## 5.5 Problem Set

- Definitions to review: temperature, system, radiation, equilibrium, convection, steady-state, reversible, evaporation, heat, work, conduction, thermodynamics, internal energy, The First Law

- True or false

The First Law says that energy is conserved within the system.

The integral \(\int PdV\) gives the work done for all processes.

To calculate the work done in a reversible process one must only know the initial and final states of the system.

Sometimes the First Law is written as \(\Delta U = Q + W\). In this sign convention work is done by the system on the surroundings.

- Calculations

Change to Fahrenheit and Kelvin readings: 46°C, 30°C, 15°C, 0°C, -10°C, -23°C.

Convert to Celsius scale: 50 K, 300 K, 350 K, 72°F.

The range of naturally occurring air temperatures in the continental U.S. is approximately -66°F to 134°F. What is this on the Celsius scale?

At what temperature would a Celsius and a Fahrenheit thermometer read the same?

- In the text work was given as the integral of pressure times the change in volume. Show this is equivalent to the traditional definition where work is equal to a force times a distance.

4.(a) Sometimes the First Law is given as \[\Delta E=\Delta E_k+\Delta E_p+\Delta U\] where \(\Delta E\) is the total energy of the system, \(\Delta E_k\) is the kinetic energy of the system and \(\Delta E_p\) is the potential energy of the system. Consider a 50 meter high waterfall. What is the potential energy of 2 kg of water at the top of the falls with respect to the bottom. What is its kinetic energy if its horizontal velocity is \(2 m s^{-1}\)?

Assume that there is no energy exchanges with the surroundings. Write the First Law.

Just before the water hits the pool at the bottom of the falls what is the change in potential energy. Where has the energy gone assuming-there is no heat exchange between the liquid and the surroundings.

When the water hits the pool what happens if there is no motion in the pool. Calculate the change in temperature that takes place. (Assume that \(4184 J kg^{-1}\) must be added to the system for a 1°C change.)

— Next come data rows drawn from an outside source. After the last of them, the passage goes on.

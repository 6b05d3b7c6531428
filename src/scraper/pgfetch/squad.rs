use std::collections::BTreeMap;

use super::{child_table, extract_elements};
use crate::dom::Element;
use crate::error::Result;
use crate::models::{SquadLabel, TagSignature};
use crate::scraper::http_client::Session;

pub fn signature(label: SquadLabel) -> TagSignature {
    match label {
        SquadLabel::Riders => TagSignature::new("div").with_attr("id", "ctl00_Body_RadGrid1"),
        SquadLabel::Guests => TagSignature::new("div").with_attr("id", "ctl00_Body_RadGrid2"),
    }
}

/// Rider and guest tables of a team's squad page.
pub async fn fetch(
    session: &dyn Session,
    url: &str,
    labels: &[SquadLabel],
    chunk_size: usize,
) -> Result<BTreeMap<SquadLabel, Element>> {
    let targets: Vec<_> = labels.iter().map(|&l| (l, signature(l))).collect();
    extract_elements(session, url, &targets, chunk_size)
        .await?
        .into_iter()
        .map(|(label, grid)| Ok((label, child_table(grid)?)))
        .collect()
}

#[cfg(test)]
mod tests {
    use super::*;
    use crate::scraper::testing::FakeSession;

    #[tokio::test]
    async fn test_grids_unwrap_to_tables() {
        let page = r#"<body>
            <div id="ctl00_Body_RadGrid1" class="RadGrid"><table class="rgMasterTable"><tbody>
              <tr><td>Fredrik&nbsp;Lindgren</td></tr></tbody></table></div>
            <div id="ctl00_Body_RadGrid2" class="RadGrid"><table class="rgMasterTable"><tbody>
              <tr class="rgNoRecords"><td>Inga</td></tr></tbody></table></div>
            </body>"#;
        let session = FakeSession::new().page("u", page).chunk_size(20);
        let out = fetch(&session, "u", &[SquadLabel::Riders, SquadLabel::Guests], 0)
            .await
            .unwrap();
        assert_eq!(out[&SquadLabel::Riders].name(), "table");
        assert_eq!(out[&SquadLabel::Guests].name(), "table");
        assert_eq!(
            out[&SquadLabel::Riders].first_stripped_text(),
            "Fredrik\u{a0}Lindgren"
        );
    }

    #[tokio::test]
    async fn test_grid_without_table_fails() {
        let page = r#"<div id="ctl00_Body_RadGrid1"><span>empty</span></div>"#;
        let session = FakeSession::new().page("u", page);
        let err = fetch(&session, "u", &[SquadLabel::Riders], 0).await.err().unwrap();
        assert!(err.to_string().contains("no child <table>"));
    }
}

For an ideal gas assuming reversible processes how would one calculate \(\Delta U\), \(Q\) and \(W\) for an adiabatic, a constant temperature, a constant pressure and a constant volume process.

Thought questions:

Acquaint yourself with the activity times of several different kinds of organisms. From this information, suggest how each organism has become adapted to its thermal environment. Are there specific physiological characteristics that allow it to survive? Are behavioral sequences important? All organisms require a source of energy. How have food and nutrition requirements influenced the thermal niche of each organism? Discuss activity, resting and dormancy on both a daily and seasonal basis.In general if an organism is at a warmer temperature does it grow and reproduce more quickly? What implications might this have for ecology? How might thermodynamics be helpful?